Where the measuring surface is coated and it is required to eliminate the coating thickness from the results, a suitable instrument that uses mode 3 should be used.
Where it is required to find the thinnest point within a given area, a scanning should be performed. For this purpose an А-scan instrument should be used.
Where many readings are to be recorded, an instrument with data logging facility should be considered.
A.2.2 Probes
Probe selection depends on equipment type, material thickness, surface condition and coating condition.
For digital display instruments the probes as specified by the manufacturer should be used. For А-scan instruments the following guidelines can be applied:
the probe frequency should be selected such that it produces at least 1,5 times the wavelength in the test object (see 8.2.2);
generally, single transducer probes should be used for thicknesses of 10 mm and above. The multiple echo technique (mode 3) should only be used with single transducer probes;
where thickness is below 10 mm, double transducer probes may be applied;
if the thickness is expected to be below 5 mm, dual element probes with special focal range should be used;
when the object is curved, consideration should be given to the selection of probe diameter;
on a coated object a single transducer probe should be used with mode 3 to allow compensation for the coating thickness.

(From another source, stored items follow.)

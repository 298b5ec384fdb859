//! Game configuration
//!
//! Settings are read from a TOML file with three tables (`[window]`,
//! `[camera]`, `[scene]`). Every key is optional; missing keys keep their
//! default value.
//!
//! ```toml
//! [window]
//! width = 1600
//! height = 900
//!
//! [camera]
//! fov = 60.0
//! near = 0.1
//! far = 100000.0
//! ```

use std::path::Path;
use serde::{Deserialize, Serialize};
use crate::error::Result;
use crate::{engine_bail, engine_err, engine_info};

/// Window settings (consumed by the frame driver, only the aspect ratio reaches the core)
#[derive(Debug, Clone, PartialEq, Serialize, Deserialize)]
#[serde(default)]
pub struct WindowSettings {
    pub width: u32,
    pub height: u32,
    pub refresh_rate: u32,
    pub fullscreen: bool,
    pub title: String,
}

impl Default for WindowSettings {
    fn default() -> Self {
        Self {
            width: 1600,
            height: 900,
            refresh_rate: 60,
            fullscreen: false,
            title: "Sun'n'Slaughter".to_string(),
        }
    }
}

/// Camera projection settings
#[derive(Debug, Clone, Copy, PartialEq, Serialize, Deserialize)]
#[serde(default)]
pub struct CameraSettings {
    /// Vertical field of view in degrees, exclusive range (0, 180)
    pub fov: f32,
    /// Width / height
    pub aspect: f32,
    /// Near clip distance (> 0)
    pub near: f32,
    /// Far clip distance (> near)
    pub far: f32,
}

impl Default for CameraSettings {
    fn default() -> Self {
        Self {
            fov: 60.0,
            aspect: 16.0 / 9.0,
            near: 0.1,
            far: 100_000.0,
        }
    }
}

impl CameraSettings {
    /// Settings with the aspect ratio taken from a window size
    pub fn with_window(self, window: &WindowSettings) -> Self {
        Self {
            aspect: window.width.max(1) as f32 / window.height.max(1) as f32,
            ..self
        }
    }

    /// Check the projection constraints.
    ///
    /// # Errors
    ///
    /// `InvalidConfiguration` when `fov` is outside (0, 180), `aspect <= 0`,
    /// `near <= 0` or `near >= far`.
    pub fn validate(&self) -> Result<()> {
        if !(self.fov.is_finite() && self.fov > 0.0 && self.fov < 180.0) {
            engine_bail!("sns::Config", InvalidConfiguration,
                "Field of view must be in (0, 180) degrees, got {}", self.fov);
        }
        if !(self.aspect.is_finite() && self.aspect > 0.0) {
            engine_bail!("sns::Config", InvalidConfiguration,
                "Aspect ratio must be positive, got {}", self.aspect);
        }
        if !(self.near.is_finite() && self.near > 0.0) {
            engine_bail!("sns::Config", InvalidConfiguration,
                "Near distance must be positive, got {}", self.near);
        }
        if !(self.far.is_finite() && self.near < self.far) {
            engine_bail!("sns::Config", InvalidConfiguration,
                "Near distance {} must be smaller than far distance {}", self.near, self.far);
        }
        Ok(())
    }
}

/// Scene import and gameplay settings
#[derive(Debug, Clone, PartialEq, Serialize, Deserialize)]
#[serde(default)]
pub struct SceneSettings {
    /// Node name prefix for enemies (character controller, chase AI)
    pub enemy_prefix: String,
    /// Node name prefix for static colliders (terrain, walls)
    pub static_prefix: String,
    /// Frustum culling at startup (toggled at runtime by the debug key)
    pub culling_enabled: bool,
    pub enemy_speed: f32,
    pub enemy_damage: i32,
    pub enemy_hp: i32,
    pub character_hp: i32,
}

impl Default for SceneSettings {
    fn default() -> Self {
        Self {
            enemy_prefix: "mob_".to_string(),
            static_prefix: "cook_".to_string(),
            culling_enabled: true,
            enemy_speed: 8.0,
            enemy_damage: 5,
            enemy_hp: 50,
            character_hp: 100,
        }
    }
}

/// Complete game configuration
#[derive(Debug, Clone, Default, PartialEq, Serialize, Deserialize)]
#[serde(default)]
pub struct GameConfig {
    pub window: WindowSettings,
    pub camera: CameraSettings,
    pub scene: SceneSettings,
}

impl GameConfig {
    /// Parse a configuration from TOML text and validate it.
    ///
    /// When the `[camera]` table has no `aspect` key the aspect ratio is
    /// derived from the window size.
    pub fn from_toml_str(text: &str) -> Result<Self> {
        let table: toml::Table = text.parse()
            .map_err(|e| engine_err!("sns::Config", InvalidConfiguration, "TOML parse error: {}", e))?;
        let has_aspect = table.get("camera")
            .and_then(|camera| camera.get("aspect"))
            .is_some();

        let mut config: GameConfig = toml::Value::Table(table).try_into()
            .map_err(|e| engine_err!("sns::Config", InvalidConfiguration, "Invalid settings: {}", e))?;
        if !has_aspect {
            config.camera = config.camera.with_window(&config.window);
        }

        config.validate()?;
        Ok(config)
    }

    /// Load and validate a configuration file.
    pub fn load(path: impl AsRef<Path>) -> Result<Self> {
        let path = path.as_ref();
        let text = std::fs::read_to_string(path)
            .map_err(|e| engine_err!("sns::Config", InvalidConfiguration,
                "Cannot read '{}': {}", path.display(), e))?;
        let config = Self::from_toml_str(&text)?;
        engine_info!("sns::Config", "Loaded settings from '{}'", path.display());
        Ok(config)
    }

    /// Check every section.
    pub fn validate(&self) -> Result<()> {
        if self.window.width == 0 || self.window.height == 0 {
            engine_bail!("sns::Config", InvalidConfiguration,
                "Window size must be non-zero, got {}x{}", self.window.width, self.window.height);
        }
        self.camera.validate()?;
        if self.scene.enemy_prefix.is_empty() || self.scene.static_prefix.is_empty() {
            engine_bail!("sns::Config", InvalidConfiguration, "Node name prefixes must not be empty");
        }
        if self.scene.enemy_hp <= 0 || self.scene.character_hp <= 0 {
            engine_bail!("sns::Config", InvalidConfiguration, "Hit points must be positive");
        }
        Ok(())
    }
}

#[cfg(test)]
#[path = "config_tests.rs"]
mod tests;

A.2.3 Setting of the instrument
Setting of the instrument is done on a step-wedge with a thickness range covering the expected range of the object.
Material and temperature shall be equivalent to the object.
A.2.4 Measuring
Where several back-wall echoes may be read (only single transducer technique), the most accurate results are achieved by reading the nth echo and dividing the reading with n. Where this technique is used on a coated surface, the distance from echo no. 1 to echo no. n is read and divided by и-1. Hereby the coating thickness is not included in the result.

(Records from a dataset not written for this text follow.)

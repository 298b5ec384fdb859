//! Camera module: orbit camera, frustum and planes.
//!
//! The frustum is rebuilt from the camera once per frame and lent
//! read-only to the scene traversal for visibility culling.

mod camera;
mod frustum;
mod plane;

pub use camera::{Camera, DEFAULT_DISTANCE, MAX_PITCH};
pub use frustum::{
    Frustum, FrustumTest,
    PLANE_TOP, PLANE_BOTTOM, PLANE_LEFT, PLANE_RIGHT, PLANE_NEAR, PLANE_FAR,
    CORNER_NTL, CORNER_NTR, CORNER_NBL, CORNER_NBR,
    CORNER_FTL, CORNER_FTR, CORNER_FBL, CORNER_FBR,
};
pub use plane::Plane;
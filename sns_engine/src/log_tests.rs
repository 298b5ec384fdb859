//! Unit tests for log.rs
//!
//! Tests Logger trait, LogEntry, LogSeverity, and DefaultLogger.

use crate::log::{Logger, LogEntry, LogSeverity, DefaultLogger};
use std::sync::{Arc, Mutex};
use std::time::SystemTime;

fn create_entry(severity: LogSeverity, file: Option<&'static str>, line: Option<u32>) -> LogEntry {
    LogEntry {
        severity,
        timestamp: SystemTime::now(),
        source: "sns::Scene".to_string(),
        message: "Scene built".to_string(),
        file,
        line,
    }
}

// ============================================================================
// LOG SEVERITY TESTS
// ============================================================================

#[test]
fn test_log_severity_ordering() {
    assert!(LogSeverity::Trace < LogSeverity::Debug);
    assert!(LogSeverity::Debug < LogSeverity::Info);
    assert!(LogSeverity::Info < LogSeverity::Warn);
    assert!(LogSeverity::Warn < LogSeverity::Error);
}

#[test]
fn test_log_severity_labels_are_fixed_width() {
    for severity in [
        LogSeverity::Trace,
        LogSeverity::Debug,
        LogSeverity::Info,
        LogSeverity::Warn,
        LogSeverity::Error,
    ] {
        assert_eq!(severity.label().len(), 5);
    }
    assert_eq!(LogSeverity::Info.label(), "INFO ");
}

// ============================================================================
// LOG ENTRY TESTS
// ============================================================================

#[test]
fn test_plain_text_without_location() {
    let entry = create_entry(LogSeverity::Info, None, None);
    assert_eq!(entry.plain_text(), "[INFO] [sns::Scene] Scene built");
}

#[test]
fn test_plain_text_with_location() {
    let entry = create_entry(LogSeverity::Error, Some("scene.rs"), Some(42));
    assert_eq!(entry.plain_text(), "[ERROR] [sns::Scene] Scene built (scene.rs:42)");
}

#[test]
fn test_log_entry_clone() {
    let entry = create_entry(LogSeverity::Warn, Some("frustum.rs"), Some(7));
    let cloned = entry.clone();
    assert_eq!(cloned.severity, LogSeverity::Warn);
    assert_eq!(cloned.source, entry.source);
    assert_eq!(cloned.file, Some("frustum.rs"));
    assert_eq!(cloned.line, Some(7));
}

// ============================================================================
// DEFAULT LOGGER TESTS
// ============================================================================

#[test]
fn test_default_logger_all_severities() {
    let logger = DefaultLogger;
    for severity in [
        LogSeverity::Trace,
        LogSeverity::Debug,
        LogSeverity::Info,
        LogSeverity::Warn,
        LogSeverity::Error,
    ] {
        // Should not panic with or without location
        logger.log(&create_entry(severity, None, None));
        logger.log(&create_entry(severity, Some("file.rs"), Some(1)));
    }
}

// ============================================================================
// CUSTOM LOGGER TESTS
// ============================================================================

struct CapturingLogger {
    lines: Arc<Mutex<Vec<String>>>,
}

impl Logger for CapturingLogger {
    fn log(&self, entry: &LogEntry) {
        self.lines.lock().unwrap().push(entry.plain_text());
    }
}

#[test]
fn test_custom_logger_implementation() {
    let lines = Arc::new(Mutex::new(Vec::new()));
    let logger = CapturingLogger { lines: lines.clone() };

    logger.log(&create_entry(LogSeverity::Debug, None, None));

    let captured = lines.lock().unwrap();
    assert_eq!(captured.len(), 1);
    assert!(captured[0].starts_with("[DEBUG]"));
}

#[test]
fn test_logger_trait_is_send_sync() {
    fn assert_send_sync<T: Send + Sync>() {}
    assert_send_sync::<DefaultLogger>();
    assert_send_sync::<CapturingLogger>();
}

Where only one back-wall echo is used, the reading should be taken in the same position of the echo as the reading during setting of the instrument. If the surface is coated, the coating thickness multiplied with the sound velocity ratio metal/coating is included in the reading and should be subtracted before recording the result.
Where high reproducibility is essential, the exact position of the measuring point is to be documented or assured in another way. Where it is essential to detect the thinnest point within a given area, scanning should be performed. This will normally require an А-scan instrument (type 5.1 b) or type 5.1 c)).
Use of digital display instruments should strictly follow the manufacturer's instructions.
Unexpected measurements may be due to internal discontinuities. These should be verified by supplementary investigations, e.g. by using angle-beam probes.
A.3 Measurement of corrosion with pitting
A.3.1 Instrument
For thickness measurement where pitting may be expected, an А-scan instrument should be used (type 5.1 b) or type 5.1 c)).
A.3.2 Probes
For detection of pitting, a dual element probe is the most suitable. The selected probe should have a focal distance corresponding to the expected distance to the pitting.
A.3.3 Setting of the instrument
The setting of the instrument is done on a step-wedge with a thickness range covering the expected range of the object. Material and temperature shall be equivalent to the object. Where small diameter pitting is expected, detection sensitivity is to be verified on a calibration block with small diameter flat-bottom holes in the same distance range as the expected pitting.
A.3.4 Measuring
When searching for pitting, only the first back-wall echo should be used. Echoes from pitting may occur together with the back-wall echo.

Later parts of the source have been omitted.